I recently set up a new Hashicorp Vault instance and wanted to use it with Terraform. I followed the instructions on the Hashicorp website and got it working. However, I wanted to use an approle instead of a token. I found the instructions on the Hashicorp website to be a bit confusing, here is what I did to get it working.

First, I created a policy called terraform with the following permissions.

$ vault policy write terraform - <<EOF
path "*" {
  capabilities = ["list", "read"]
}

path "secrets/*" {
  capabilities = ["create", "read", "update", "delete", "list"]
}

path "auth/token/create" {
capabilities = ["create", "read", "update", "list"]
}
EOF

Then I enabled the approle auth method.

$ vault auth enable approle

Next, I created an approle called terraform.

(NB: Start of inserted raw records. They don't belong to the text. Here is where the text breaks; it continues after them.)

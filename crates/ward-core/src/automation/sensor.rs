use std::collections::HashMap;
use std::sync::Arc;
use std::time::Duration;

use async_trait::async_trait;
use tracing::debug;

use crate::attribute::keys;
use crate::cluster::Cluster;
use crate::collaborators::{CollaboratorError, NodeHealthSource, TopologySource};

/// Polls one source and publishes what it sees into the cluster.
#[async_trait]
pub trait Sensor: Send + Sync {
    /// Also the publisher name recorded on attributes this sensor writes.
    fn name(&self) -> &str;

    fn interval(&self) -> Duration;

    async fn observe(&self, cluster: &Cluster) -> Result<(), CollaboratorError>;
}

/// Publishes shard placement as the cluster's `topology` attribute.
pub struct TopologySensor {
    source: Arc<dyn TopologySource>,
    interval: Duration,
}

impl TopologySensor {
    pub const NAME: &'static str = "topology-sensor";

    pub fn new(source: Arc<dyn TopologySource>, interval: Duration) -> Self {
        Self { source, interval }
    }
}

#[async_trait]
impl Sensor for TopologySensor {
    fn name(&self) -> &str {
        Self::NAME
    }

    fn interval(&self) -> Duration {
        self.interval
    }

    async fn observe(&self, cluster: &Cluster) -> Result<(), CollaboratorError> {
        let shards = self.source.shards(cluster.id()).await?;
        debug!(cluster = %cluster.name(), shards = shards.len(), "topology observed");
        cluster
            .attributes()
            .set_with_publishers(keys::TOPOLOGY, &shards, [Self::NAME])
            .map_err(|e| CollaboratorError::Terminal(e.to_string()))
    }
}

/// Folds agent and service health reports into the cluster's nodes.
pub struct NodeHealthSensor {
    source: Arc<dyn NodeHealthSource>,
    interval: Duration,
}

impl NodeHealthSensor {
    pub const NAME: &'static str = "node-health-sensor";

    pub fn new(source: Arc<dyn NodeHealthSource>, interval: Duration) -> Self {
        Self { source, interval }
    }
}

#[async_trait]
impl Sensor for NodeHealthSensor {
    fn name(&self) -> &str {
        Self::NAME
    }

    fn interval(&self) -> Duration {
        self.interval
    }

    async fn observe(&self, cluster: &Cluster) -> Result<(), CollaboratorError> {
        let reports = self.source.node_health(cluster.id()).await?;
        debug!(cluster = %cluster.name(), reports = reports.len(), "node health observed");
        for report in &reports {
            cluster.apply_health(report);
        }
        Ok(())
    }
}

/// Polling interval of each registered sensor, by name.
#[derive(Debug, Clone, Default)]
pub struct SensorIntervals {
    intervals: HashMap<String, Duration>,
}

impl SensorIntervals {
    pub fn register(&mut self, name: impl Into<String>, interval: Duration) {
        self.intervals.insert(name.into(), interval);
    }

    pub fn get(&self, name: &str) -> Option<Duration> {
        self.intervals.get(name).copied()
    }

    /// Longest interval among `publishers`, ignoring unknown names.
    pub fn max_for<'a, I>(&self, publishers: I) -> Option<Duration>
    where
        I: IntoIterator<Item = &'a String>,
    {
        publishers.into_iter().filter_map(|p| self.get(p)).max()
    }
}

impl FromIterator<(String, Duration)> for SensorIntervals {
    fn from_iter<T: IntoIterator<Item = (String, Duration)>>(iter: T) -> Self {
        Self {
            intervals: iter.into_iter().collect(),
        }
    }
}
impl ReplaceNodeAction {
    pub fn new() -> Self {
        Self::default()
    }

    fn compute(ctx: &ActionContext) -> Result<Arc<dyn ComputeLifecycle>, ActionError> {
        ctx.engine().collaborators().compute.clone().ok_or_else(|| {
            ActionError::Precondition("no compute lifecycle collaborator configured".to_string())
        })
    }
}

#[async_trait]
impl ActionLogic for ReplaceNodeAction {
    fn kind_name(&self) -> &'static str {
        "replace"
    }

    fn label(&self) -> String {
        "Replace node".to_string()
    }

    fn display_name(&self, attributes: &AttributeStore) -> String {
        named("Replace node", attributes)
    }

    fn initialize(&mut self, config: &WardConfig) -> crate::Result<()> {
        self.settings = config.recovery.clone();
        Ok(())
    }

    fn schema(&self) -> AttributeSchema {
        AttributeSchema {
            action: self.label(),
            fields: vec![
                SchemaField::required(keys::NODE_ID.name(), "Node to replace"),
                SchemaField::optional(
                    keys::NODE_EXISTS.name(),
                    "False when the node's instance is already gone",
                ),
            ],
        }
    }

    async fn run(&self, ctx: &ActionContext) -> Result<(), ActionError> {
        let action = ctx.action();
        let node_id = target_node(ctx.attributes())?;
        let node_exists = ctx.attributes().get(keys::NODE_EXISTS)?.unwrap_or(true);

        if self.settings.dry_run {
            action.append_out(&format!("dry run: skipping replacement of node {node_id}"));
            return Ok(());
        }
        let compute = Self::compute(ctx)?;
        let attempts = self.settings.collaborator_retries;
        let backoff = self.settings.retry_backoff();

        if node_exists {
            retry_with_backoff("terminate", attempts, backoff, || compute.terminate(&node_id))
                .await
                .map_err(|e| ActionError::collaborator("terminate", e))?;
            action.append_out(&format!("terminated node {node_id}"));
        }
        if ctx.is_cancelled() {
            return Err(ActionError::Cancelled);
        }

        let instance = retry_with_backoff("launch", attempts, backoff, || compute.launch(&node_id))
            .await
            .map_err(|e| ActionError::collaborator("launch", e))?;
        action.append_out(&format!("launched instance {instance} to replace node {node_id}"));
        info!(node = %node_id, instance = %instance, "replacement launched");

        let timeout = self.settings.launch_timeout();
        let wait = retry_with_backoff("wait_for_state", attempts, backoff, || {
            compute.wait_for_state(&instance, &[InstanceState::Running])
        });
        let state = match tokio::time::timeout(timeout, wait).await {
            Ok(state) => state.map_err(|e| ActionError::collaborator("wait_for_state", e))?,
            Err(_) => {
                return Err(ActionError::Timeout {
                    what: format!("launch of instance {instance}"),
                    after: timeout,
                })
            }
        };
        if state != InstanceState::Running {
            return Err(ActionError::Failed(format!(
                "instance {instance} settled in state {state:?} instead of running"
            )));
        }
        action.append_out(&format!("instance {instance} is running"));
        Ok(())
    }
}

// ---------------------------------------------------------------------------
// RecoverNodeAction
// ---------------------------------------------------------------------------

/// Targeted recovery of one node: restart first when asked to, replace
/// when the restart does not bring it back.
#[derive(Default)]
pub struct RecoverNodeAction {
    settings: RecoveryConfig,
}

impl RecoverNodeAction {
    pub fn new() -> Self {
        Self::default()
    }

    async fn try_restart(&self, ctx: &ActionContext, node_id: &str) -> Result<bool, ActionError> {
        let Some(op) = ctx.engine().collaborators().restart.clone() else {
            warn!(node = %node_id, "restart requested but no restart operation configured");
            return Ok(false);
        };
        let restart = Action::new(ActionKind::Node(NodeTask::new(op)));
        restart.attributes().copy_from(ctx.attributes(), keys::NODE_ID.name(), keys::NODE_ID.name());
        let restart = ctx.dispatch_child(restart)?;
        match ctx.await_child(&restart).await {
            ActionStatus::Succeeded => {
                ctx.action()
                    .append_out(&format!("node {node_id} recovered after restart"));
                ctx.alert(
                    AlertLevel::Medium,
                    format!(
                        "Node {node_id} on {} recovered after restart",
                        ctx.cluster().name()
                    ),
                )
                .await;
                Ok(true)
            }
            ActionStatus::Cancelled => Err(ActionError::Cancelled),
            status => {
                warn!(node = %node_id, %status, "restart did not recover node, replacing");
                ctx.action()
                    .append_out(&format!("restart of node {node_id} ended {status}, replacing"));
                Ok(false)
            }
        }
    }
}

#[async_trait]
impl ActionLogic for RecoverNodeAction {
    fn kind_name(&self) -> &'static str {
        "recover"
    }

    fn label(&self) -> String {
        "Recover node".to_string()
    }

    fn display_name(&self, attributes: &AttributeStore) -> String {
        named("Recover node", attributes)
    }

    fn initialize(&mut self, config: &WardConfig) -> crate::Result<()> {
        self.settings = config.recovery.clone();
        Ok(())
    }

    fn schema(&self) -> AttributeSchema {
        AttributeSchema {
            action: self.label(),
            fields: vec![
                SchemaField::required(keys::NODE_ID.name(), "Node to recover"),
                SchemaField::optional(keys::TRY_RESTART.name(), "Restart before replacing"),
                SchemaField::optional(
                    keys::NODE_EXISTS.name(),
                    "False when the cluster no longer knows the node",
                ),
            ],
        }
    }

    async fn run(&self, ctx: &ActionContext) -> Result<(), ActionError> {
        let node_id = target_node(ctx.attributes())?;
        let node_exists = ctx.attributes().get(keys::NODE_EXISTS)?.unwrap_or(true);
        let try_restart = ctx.attributes().get(keys::TRY_RESTART)?.unwrap_or(false);
        ctx.action()
            .append_out(&format!("recovery of node {node_id} started"));

        if node_exists {
            if !ctx.cluster().contains_node(&node_id) {
                return Err(ActionError::Precondition(format!("node {node_id} not found")));
            }
            if try_restart && !self.settings.dry_run && self.try_restart(ctx, &node_id).await? {
                return Ok(());
            }
        }
        if ctx.is_cancelled() {
            return Err(ActionError::Cancelled);
        }

        let replace = Action::new(ActionKind::Replace(ReplaceNodeAction::new()));
        replace.attributes().copy_from(ctx.attributes(), keys::NODE_ID.name(), keys::NODE_ID.name());
        replace.attributes().set(keys::NODE_EXISTS, &node_exists)?;
        let replace = ctx.dispatch_child(replace)?;
        match ctx.await_child(&replace).await {
            ActionStatus::Succeeded => Ok(()),
            ActionStatus::Cancelled => Err(ActionError::Cancelled),
            _ => Err(ActionError::Failed(format!("failed to replace node {node_id}"))),
        }
    }
}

$ vault write auth/approle/role/terraform \
  secret_id_ttl=0 \
  token_num_uses=0 \
  token_ttl=0 \
  token_max_ttl=0 \
  secret_id_num_uses=0

Note: The secret_id_num_uses=0 option will mean that the secret id does not expire, this is useful so we can useful in CI/CD pipelines without having to regenerate after x number of uses.

Let’s assign the policy we created earlier to the approle.

$ vault write auth/approle/role/terraform/policy terraform

Now we can get the role id and secret id for the approle, this is what we will use in Terraform to authenticate with Vault.

$ vault read auth/approle/role/terraform/role-id
$ vault write -f auth/approle/role/terraform/secret-id

Copy the role id and secret id and add them to your Terraform configuration I pass them in as variables and store in my CI/CD pipeline.

provider "vault" {
  address          = var.vault_address
  skip_child_token = true # https://stackoverflow.com/questions/73034161/permission-denied-on-vault-terraform-provider-token-creation

  auth_login {
    path = "auth/approle/login"

    parameters = {
      role_id   = var.vault_role_id
      secret_id = var.vault_role_secret_id
    }
  }
}

That’s it you should now be able to authenticate with Vault using an approle instead of a token.